Collected data entries:
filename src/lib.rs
pub mod batch;
pub mod cli;
pub mod codec;
pub mod config;
pub mod constants;
pub mod error;
pub mod formats;
pub mod logger;
pub mod quality;
pub mod resize;
pub mod search;
pub mod utils;

pub use batch::{
    batch_compress_images, collect_image_files, output_path_for, persist_output, process_file,
    run_batch, BatchSummary, FileOutcome, FileReport,
};
pub use codec::{Codec, EncodeSettings, ImageCodec};
pub use config::ShrinkConfig;
pub use error::{Result, ShrinkError};
pub use formats::{EncodeParameter, OutputFormat, ParameterStrategy};
pub use quality::{estimate_quality, size_ratio};
pub use resize::{Dimensions, FitMode, ResizeSpec};
pub use search::{compress_to_target, CompressionRequest, CompressionResult};
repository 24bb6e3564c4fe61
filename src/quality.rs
use crate::constants::{
    HIGH_RATIO_FLOOR, LOW_RATIO_FLOOR, MAX_QUALITY, MID_RATIO_FLOOR, MIN_QUALITY,
};

/// Maps `target / original` to a starting quality for the compression search.
///
/// Piecewise linear, each segment closed at its lower bound, so a ratio of
/// exactly 0.8 uses the top segment and yields 85. The result is rounded and
/// clamped to `MIN_QUALITY..=MAX_QUALITY`. A non-finite ratio (empty original)
/// means the file is already small and gets the ceiling.
///
/// # Example
/// ```
/// use img_shrink::estimate_quality;
///
/// assert_eq!(estimate_quality(1.0), 95);
/// assert_eq!(estimate_quality(0.8), 85);
/// assert_eq!(estimate_quality(0.5), 70);
/// ```
pub fn estimate_quality(size_ratio: f64) -> u8 {
    if !size_ratio.is_finite() {
        return MAX_QUALITY;
    }

    let raw = if size_ratio >= HIGH_RATIO_FLOOR {
        85.0 + (size_ratio - HIGH_RATIO_FLOOR) * 50.0
    } else if size_ratio >= MID_RATIO_FLOOR {
        70.0 + (size_ratio - MID_RATIO_FLOOR) * 50.0
    } else if size_ratio >= LOW_RATIO_FLOOR {
        50.0 + (size_ratio - LOW_RATIO_FLOOR) * 100.0
    } else {
        30.0 + size_ratio * 66.7
    };

    raw.round().clamp(MIN_QUALITY as f64, MAX_QUALITY as f64) as u8
}

/// Ratio fed to `estimate_quality`; infinite when the original is empty.
pub fn size_ratio(target_size: u64, original_size: u64) -> f64 {
    if original_size == 0 {
        return f64::INFINITY;
    }
    target_size as f64 / original_size as f64
}
//! Formatting helpers shared by the batch driver and the binary.

use crate::batch::BatchSummary;
use crate::constants::{COMPRESSED_SIZE_PREFIX, COMPRESSION_RATIO_PREFIX, ORIGINAL_SIZE_PREFIX};
use crate::{info, warn};

/// Format file size in human-readable form (1024-based)
///
/// # Example
/// ```
/// use img_shrink::utils::format_file_size;
///
/// assert_eq!(format_file_size(512), "512 B");
/// assert_eq!(format_file_size(1536), "1.5 KB");
/// ```
pub fn format_file_size(bytes: u64) -> String {
    const UNITS: &[&str] = &["B", "KB", "MB", "GB", "TB"];
    const THRESHOLD: f64 = 1024.0;

    let mut size = bytes as f64;
    let mut unit_index = 0;
    while size >= THRESHOLD && unit_index < UNITS.len() - 1 {
        size /= THRESHOLD;
        unit_index += 1;
    }

    if unit_index == 0 {
        format!("{} {}", bytes, UNITS[0])
    } else {
        format!("{:.1} {}", size, UNITS[unit_index])
    }
}

/// Size reduction as a percentage; negative when the file grew
pub fn calculate_compression_ratio(original_size: u64, compressed_size: u64) -> f64 {
    if original_size == 0 {
        return 0.0;
    }
    ((original_size as f64 - compressed_size as f64) / original_size as f64) * 100.0
}

pub fn print_summary(summary: &BatchSummary) {
    let total_before = summary.total_before();
    let total_after = summary.total_after();

    info!("\n📊 Batch Summary:");
    info!("  📁 Processed: {}", summary.processed);
    info!("  ⏭️  Skipped: {}", summary.skipped);
    info!("  ❌ Failed: {}", summary.failed);
    if summary.unreadable > 0 {
        info!("  🚫 Unreadable: {}", summary.unreadable);
    }
    info!("  {} {}", ORIGINAL_SIZE_PREFIX, format_file_size(total_before));
    info!("  {} {}", COMPRESSED_SIZE_PREFIX, format_file_size(total_after));
    info!("  {} {:.1}%", COMPRESSION_RATIO_PREFIX, summary.compression_ratio());
    info!("  ⏱️  Total time: {:.2?}", summary.elapsed);

    if summary.target_unmet > 0 {
        warn!(
            "{} file(s) could not reach the target size and were saved best effort",
            summary.target_unmet
        );
    }
}
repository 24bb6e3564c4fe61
use std::sync::atomic::{AtomicBool, Ordering};

static QUIET_MODE: AtomicBool = AtomicBool::new(false);
static VERBOSE_MODE: AtomicBool = AtomicBool::new(false);

pub fn set_quiet_mode(quiet: bool) {
    QUIET_MODE.store(quiet, Ordering::Relaxed);
}

pub fn set_verbose_mode(verbose: bool) {
    VERBOSE_MODE.store(verbose, Ordering::Relaxed);
}

pub fn is_quiet() -> bool {
    QUIET_MODE.load(Ordering::Relaxed)
}

pub fn is_verbose() -> bool {
    VERBOSE_MODE.load(Ordering::Relaxed)
}

#[macro_export]
macro_rules! info {
    ($($arg:tt)*) => {
        if !$crate::logger::is_quiet() {
            println!($($arg)*);
        }
    };
}

#[macro_export]
macro_rules! verbose {
    ($($arg:tt)*) => {
        if $crate::logger::is_verbose() && !$crate::logger::is_quiet() {
            println!("🔍 {}", format!($($arg)*));
        }
    };
}

#[macro_export]
macro_rules! error {
    ($($arg:tt)*) => {
        eprintln!("❌ {}", format!($($arg)*));
    };
}

#[macro_export]
macro_rules! warn {
    ($($arg:tt)*) => {
        if !$crate::logger::is_quiet() {
            eprintln!("⚠️  {}", format!($($arg)*));
        }
    };
}
use crate::constants::{DEFAULT_MAX_DIMENSION, DEFAULT_TARGET_SIZE_ARG, MAX_REQUESTED_DIMENSION};
use crate::error::{Result, ShrinkError};
use crate::formats::OutputFormat;
use clap::Parser;
use std::path::PathBuf;
use std::str::FromStr;

#[derive(Parser, Debug)]
#[command(
    name = "img-shrink",
    about = "Shrink every image in a directory under a target file size",
    long_about = "img-shrink walks a directory and re-encodes each image so it fits under a byte budget. \
                  A starting quality is estimated from how much the file has to shrink, then lowered \
                  step by step until the output fits. Images are resized to fit a maximum dimension \
                  unless an explicit width or height is given.",
    version,
    after_help = "SETTINGS:\n  \
    w=<int>      target width (keeps aspect ratio when used alone)\n  \
    h=<int>      target height (keeps aspect ratio when used alone)\n  \
    t=<format>   output format: jpeg, png, webp, avif\n\n\
    EXAMPLES:\n  \
    img-shrink ./photos\n  \
    img-shrink ./photos w=800 -s 200KB\n  \
    img-shrink ./photos w=800 h=800 t=webp -r"
)]
pub struct Args {
    #[arg(
        value_name = "DIR|SETTING",
        help = "Input directory (default: .) followed by w=, h=, t= settings"
    )]
    pub inputs: Vec<String>,

    #[arg(
        short = 's',
        long,
        default_value = DEFAULT_TARGET_SIZE_ARG,
        help = "Target size per file (e.g. 100KB, 1.5MB, 204800)",
        long_help = "Byte budget for every output file. Accepts plain bytes or a KB/MB/GB suffix \
                     (1KB = 1024 bytes). Files already under budget are skipped unless a resize \
                     or format conversion is requested."
    )]
    pub target_size: String,

    #[arg(
        short = 'm',
        long,
        default_value_t = DEFAULT_MAX_DIMENSION,
        help = "Fit images inside a square of this many pixels (0 disables)",
        long_help = "Applies only when neither w= nor h= is given. Images are never enlarged."
    )]
    pub max_dimension: u32,

    #[arg(short = 'r', long, help = "Process subdirectories recursively")]
    pub recursive: bool,

    #[arg(
        short = 'n',
        long,
        help = "Show what would be done without writing anything"
    )]
    pub dry_run: bool,

    #[arg(short = 'q', long, help = "Only print errors", conflicts_with = "verbose")]
    pub quiet: bool,

    #[arg(short = 'v', long, help = "Print every encode attempt")]
    pub verbose: bool,
}

/// A `key=value` setting given on the command line
#[derive(Debug, Clone, Copy, PartialEq, Eq)]
pub enum Setting {
    Width(u32),
    Height(u32),
    Format(OutputFormat),
}

impl FromStr for Setting {
    type Err = ShrinkError;

    fn from_str(s: &str) -> Result<Self> {
        let (key, value) = s
            .split_once('=')
            .ok_or_else(|| ShrinkError::InvalidSetting(s.to_string()))?;
        let invalid = || ShrinkError::InvalidSetting(s.to_string());
        let dimension = || {
            value
                .trim()
                .parse::<u32>()
                .ok()
                .filter(|d| *d <= MAX_REQUESTED_DIMENSION)
                .ok_or_else(invalid)
        };

        match key.trim().to_lowercase().as_str() {
            "w" => dimension().map(Setting::Width),
            "h" => dimension().map(Setting::Height),
            "t" => OutputFormat::from_str(value.trim()).map(Setting::Format),
            _ => Err(invalid()),
        }
    }
}

/// Whether a positional token looks like a setting rather than a path
pub fn is_setting_token(token: &str) -> bool {
    token
        .split_once('=')
        .map(|(key, _)| matches!(key.to_lowercase().as_str(), "w" | "h" | "t"))
        .unwrap_or(false)
}

/// Splits positional tokens into the input directory and the settings
pub fn split_inputs(inputs: &[String]) -> Result<(Option<PathBuf>, Vec<Setting>)> {
    let mut dir = None;
    let mut settings = Vec::new();

    for token in inputs {
        if is_setting_token(token) {
            settings.push(Setting::from_str(token)?);
        } else if dir.is_none() {
            dir = Some(PathBuf::from(token));
        } else {
            return Err(ShrinkError::InvalidSetting(token.clone()));
        }
    }

    Ok((dir, settings))
}

/// Parses a human size such as `100KB`, `1.5mb` or `204800` into bytes
pub fn parse_size(input: &str) -> Result<u64> {
    let trimmed = input.trim();
    let invalid = || ShrinkError::InvalidTargetSize(input.to_string());

    let split = trimmed
        .find(|c: char| !(c.is_ascii_digit() || c == '.'))
        .unwrap_or(trimmed.len());
    let (number, unit) = trimmed.split_at(split);

    let value: f64 = number.parse().map_err(|_| invalid())?;
    let multiplier: u64 = match unit.trim().to_lowercase().as_str() {
        "" | "b" => 1,
        "k" | "kb" | "kib" => 1024,
        "m" | "mb" | "mib" => 1024 * 1024,
        "g" | "gb" | "gib" => 1024 * 1024 * 1024,
        _ => return Err(invalid()),
    };

    let bytes = (value * multiplier as f64).round();
    if !bytes.is_finite() || bytes < 1.0 {
        return Err(invalid());
    }
    Ok(bytes as u64)
}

**TASK OBJECTIVE**: Give the number of lines in the records that contain the word "eprintln", and write nothing else.

**TASK RESULT**: 2